▶ WORK TASK
Count the lines in the entries that contain the string "StatusCode". State nothing but the number.

▶ TASK INPUT
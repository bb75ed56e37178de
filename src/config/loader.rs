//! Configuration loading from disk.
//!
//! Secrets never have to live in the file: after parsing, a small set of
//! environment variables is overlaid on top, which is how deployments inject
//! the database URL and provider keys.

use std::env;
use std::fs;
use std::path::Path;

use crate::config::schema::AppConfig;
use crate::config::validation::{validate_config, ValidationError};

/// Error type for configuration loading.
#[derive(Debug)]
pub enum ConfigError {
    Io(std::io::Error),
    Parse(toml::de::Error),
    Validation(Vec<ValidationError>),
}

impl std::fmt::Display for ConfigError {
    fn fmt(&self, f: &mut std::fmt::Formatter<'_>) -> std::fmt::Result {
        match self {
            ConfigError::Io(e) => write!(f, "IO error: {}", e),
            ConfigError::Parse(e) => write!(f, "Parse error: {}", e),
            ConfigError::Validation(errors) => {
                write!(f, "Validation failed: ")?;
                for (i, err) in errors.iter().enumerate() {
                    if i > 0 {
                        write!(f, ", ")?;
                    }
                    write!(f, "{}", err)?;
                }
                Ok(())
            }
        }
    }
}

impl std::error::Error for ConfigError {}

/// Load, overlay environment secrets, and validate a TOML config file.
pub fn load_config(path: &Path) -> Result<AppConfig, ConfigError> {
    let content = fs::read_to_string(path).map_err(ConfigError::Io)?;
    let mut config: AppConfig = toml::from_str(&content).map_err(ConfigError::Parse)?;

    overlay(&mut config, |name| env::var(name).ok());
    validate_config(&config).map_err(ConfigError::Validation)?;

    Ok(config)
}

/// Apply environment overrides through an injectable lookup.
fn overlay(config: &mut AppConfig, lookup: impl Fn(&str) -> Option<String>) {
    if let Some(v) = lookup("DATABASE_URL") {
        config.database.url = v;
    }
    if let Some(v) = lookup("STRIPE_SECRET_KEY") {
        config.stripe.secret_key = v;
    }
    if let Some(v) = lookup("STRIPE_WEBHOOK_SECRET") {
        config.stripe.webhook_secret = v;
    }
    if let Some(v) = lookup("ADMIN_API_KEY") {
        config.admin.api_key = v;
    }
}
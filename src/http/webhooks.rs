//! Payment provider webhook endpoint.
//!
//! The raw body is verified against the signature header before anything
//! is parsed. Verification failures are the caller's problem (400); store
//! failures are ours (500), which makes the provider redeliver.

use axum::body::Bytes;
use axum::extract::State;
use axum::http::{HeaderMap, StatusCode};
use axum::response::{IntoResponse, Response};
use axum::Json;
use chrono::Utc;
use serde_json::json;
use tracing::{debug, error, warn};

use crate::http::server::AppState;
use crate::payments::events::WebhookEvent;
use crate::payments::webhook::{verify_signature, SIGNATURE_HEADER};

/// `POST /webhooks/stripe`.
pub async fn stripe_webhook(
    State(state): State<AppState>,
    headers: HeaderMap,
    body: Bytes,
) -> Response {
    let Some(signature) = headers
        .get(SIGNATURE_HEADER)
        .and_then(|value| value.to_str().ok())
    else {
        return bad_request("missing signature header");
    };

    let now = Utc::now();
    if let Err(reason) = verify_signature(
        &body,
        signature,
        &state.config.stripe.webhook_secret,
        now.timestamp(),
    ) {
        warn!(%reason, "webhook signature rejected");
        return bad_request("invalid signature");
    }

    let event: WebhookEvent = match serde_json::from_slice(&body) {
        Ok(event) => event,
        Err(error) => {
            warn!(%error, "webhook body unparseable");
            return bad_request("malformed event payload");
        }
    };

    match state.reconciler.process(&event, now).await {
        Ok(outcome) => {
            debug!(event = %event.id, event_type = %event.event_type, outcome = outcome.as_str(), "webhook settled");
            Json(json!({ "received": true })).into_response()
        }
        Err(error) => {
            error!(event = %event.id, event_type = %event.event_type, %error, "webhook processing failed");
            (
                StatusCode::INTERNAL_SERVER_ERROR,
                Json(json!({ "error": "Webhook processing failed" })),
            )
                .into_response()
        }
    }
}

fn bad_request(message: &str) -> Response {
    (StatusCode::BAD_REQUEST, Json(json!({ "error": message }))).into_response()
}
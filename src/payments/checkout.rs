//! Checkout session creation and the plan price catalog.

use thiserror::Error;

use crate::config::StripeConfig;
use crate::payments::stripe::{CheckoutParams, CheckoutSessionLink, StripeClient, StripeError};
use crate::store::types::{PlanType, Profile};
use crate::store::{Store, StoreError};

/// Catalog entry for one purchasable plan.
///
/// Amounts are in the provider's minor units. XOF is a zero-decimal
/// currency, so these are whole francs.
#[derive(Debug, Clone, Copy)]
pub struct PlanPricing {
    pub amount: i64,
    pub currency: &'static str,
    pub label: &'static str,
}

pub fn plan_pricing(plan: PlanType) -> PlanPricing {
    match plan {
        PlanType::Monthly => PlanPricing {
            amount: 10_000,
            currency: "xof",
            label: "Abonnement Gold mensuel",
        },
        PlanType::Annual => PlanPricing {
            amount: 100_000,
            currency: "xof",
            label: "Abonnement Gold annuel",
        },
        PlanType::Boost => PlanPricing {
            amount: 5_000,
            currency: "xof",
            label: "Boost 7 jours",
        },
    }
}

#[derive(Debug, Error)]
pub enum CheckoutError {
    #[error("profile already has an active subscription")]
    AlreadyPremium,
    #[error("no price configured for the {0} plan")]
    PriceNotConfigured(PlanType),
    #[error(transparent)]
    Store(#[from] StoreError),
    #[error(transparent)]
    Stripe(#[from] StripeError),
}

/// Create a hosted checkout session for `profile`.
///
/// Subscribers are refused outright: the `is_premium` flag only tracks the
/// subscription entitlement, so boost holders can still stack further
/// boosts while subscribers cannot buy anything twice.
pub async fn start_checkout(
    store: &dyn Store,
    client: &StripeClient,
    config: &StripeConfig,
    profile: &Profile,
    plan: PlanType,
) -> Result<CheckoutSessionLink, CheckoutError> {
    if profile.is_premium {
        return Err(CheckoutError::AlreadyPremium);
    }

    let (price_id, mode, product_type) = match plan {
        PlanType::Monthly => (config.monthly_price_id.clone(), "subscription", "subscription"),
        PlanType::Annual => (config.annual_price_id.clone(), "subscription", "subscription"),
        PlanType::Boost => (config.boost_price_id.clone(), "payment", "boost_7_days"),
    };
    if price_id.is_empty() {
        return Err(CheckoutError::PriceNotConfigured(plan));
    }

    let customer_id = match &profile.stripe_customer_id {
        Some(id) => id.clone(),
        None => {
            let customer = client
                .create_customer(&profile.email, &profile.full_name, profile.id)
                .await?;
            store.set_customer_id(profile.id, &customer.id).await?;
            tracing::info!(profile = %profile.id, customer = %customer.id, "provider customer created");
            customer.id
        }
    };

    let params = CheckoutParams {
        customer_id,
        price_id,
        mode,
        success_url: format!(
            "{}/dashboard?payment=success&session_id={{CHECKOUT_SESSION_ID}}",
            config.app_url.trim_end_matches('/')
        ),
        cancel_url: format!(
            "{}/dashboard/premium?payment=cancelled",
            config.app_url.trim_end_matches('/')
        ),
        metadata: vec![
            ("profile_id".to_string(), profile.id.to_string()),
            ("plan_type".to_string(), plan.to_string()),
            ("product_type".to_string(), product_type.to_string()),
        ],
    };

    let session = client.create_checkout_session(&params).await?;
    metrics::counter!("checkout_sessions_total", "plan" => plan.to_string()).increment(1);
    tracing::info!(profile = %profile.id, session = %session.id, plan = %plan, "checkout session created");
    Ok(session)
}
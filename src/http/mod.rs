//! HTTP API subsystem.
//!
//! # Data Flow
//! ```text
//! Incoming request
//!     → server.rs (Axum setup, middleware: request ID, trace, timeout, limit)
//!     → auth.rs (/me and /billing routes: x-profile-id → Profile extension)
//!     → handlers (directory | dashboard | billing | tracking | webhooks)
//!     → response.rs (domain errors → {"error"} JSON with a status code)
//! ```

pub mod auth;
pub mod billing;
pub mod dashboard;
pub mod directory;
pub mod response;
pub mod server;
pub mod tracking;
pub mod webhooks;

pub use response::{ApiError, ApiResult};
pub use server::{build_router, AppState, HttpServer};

▶ TASK OUTPUT
3